Hermit crab species come in a range of sizes, from a fraction of an inch (a few millimeters) to nearly the size of a coconut.
Many different species of land hermit crabs live in tropical areas of the Indo-Pacific region, the western Atlantic and the western Caribbean. Land hermit crabs live close to the shoreline and must have access to both land and water. They use pools and crevices of sea water to wet their gills and the interiors of their shells, and they reproduce and spend their early stages in water. Other hermit crab species are entirely aquatic.
Hermit crabs have stalked eyes with acute vision and two pairs of antennae. They use the longer pair for feeling and the shorter, feathery pair for smelling and tasting. They also have sensory hairs that are part of the exoskeleton. They use these hairs and their antennae as vibration sensors.
Hermit crabs are omnivorous scavengers. They eat whatever they find, although not the former occupants of the shells they use.
At the Smithsonian's National Zoo, land hermit crabs are fed crab food and assorted fruits and vegetables.
Hermit crabs mate in seawater. Before mating, the male holds the female with one claw and taps or strokes her with the other or pulls her back and forth. Both crabs emerge partially from their shells to mate. They place their stomachs together to mate. The male has a long, tubular penis with which he puts sperm into the female. After the eggs hatch, the larvae go through several aquatic life stages and molts.

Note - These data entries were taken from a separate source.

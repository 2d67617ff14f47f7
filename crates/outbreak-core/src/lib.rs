//! Shared vocabulary for the OUTBREAK crates.
//!
//! Everything the simulation and the shell both need to name lives
//! here: geometric types, components, constants, enums, input and
//! command types, events, and the snapshot views. No runtime or
//! graphics dependency.

pub mod commands;
pub mod components;
pub mod constants;
pub mod enums;
pub mod events;
pub mod input;
pub mod state;
pub mod types;

#[cfg(test)]
mod tests;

When adulthood is reached, the crabs migrate to shore for a terrestrial life.
As a hermit crab grows, it molts, shedding its exoskeleton and creating a new, larger one to accommodate its larger body. A crab molts by building up enough water pressure in its body to split its old shell. Some crabs leave their shell and bury themselves in sand to molt. Some species store water in their shell before molting, and remain in the shell throughout the molt, which may take from 45 to 120 days. You can tell that a crab is freshly molted when it has a clean, fresh, bluish color. A crab may eat its molted shell, possibly for its calcium, vitamins and minerals.

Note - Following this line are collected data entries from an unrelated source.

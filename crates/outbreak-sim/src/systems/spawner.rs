//! Edge spawner: feeds one zombie into the field at a fixed cadence.

use hecs::{Entity, World};
use rand_chacha::ChaCha8Rng;

use outbreak_core::constants::SPAWN_INTERVAL_TICKS;

use crate::engine::ScoreState;
use crate::world_setup;

/// Countdown state for the edge spawner. Owned by the engine so the
/// cadence survives pause and resets on restart.
#[derive(Debug, Clone, Copy, Default)]
pub struct SpawnClock {
    /// Ticks until the next spawn; 0 means spawn this tick.
    pub countdown: u32,
    /// Ordinal handed to the next zombie.
    pub next_id: u32,
}

/// Spawn a zombie whenever the countdown hits zero (the first tick
/// included), then rewind it. The countdown always decrements, so the
/// cadence is exactly one spawn per `SPAWN_INTERVAL_TICKS`. New zombies
/// pursue `player`.
pub fn run(
    world: &mut World,
    rng: &mut ChaCha8Rng,
    clock: &mut SpawnClock,
    score: &mut ScoreState,
    player: Entity,
) {
    if clock.countdown == 0 {
        let id = clock.next_id;
        clock.next_id += 1;
        let entity = world_setup::spawn_edge_zombie(world, rng, id, player);
        score.zombies_spawned += 1;
        clock.countdown = SPAWN_INTERVAL_TICKS;
        log::debug!("zombie {id} spawned as {entity:?}");
    }
    clock.countdown -= 1;
}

Land hermit crabs can live about 10 years but have been known to live to 11 years old in human care.
Hermit crabs are extremely popular pets, and can be easily found in pet stores. But hermit crabs do not breed in human care—they return to the ocean to breed and live out the first part of their lives. As a result, all hermit crabs purchased through pet shops come from the wild. Also, land hermit crabs are at risk of habitat loss, as the mangroves and coastal areas where they live are taken over and developed by humans.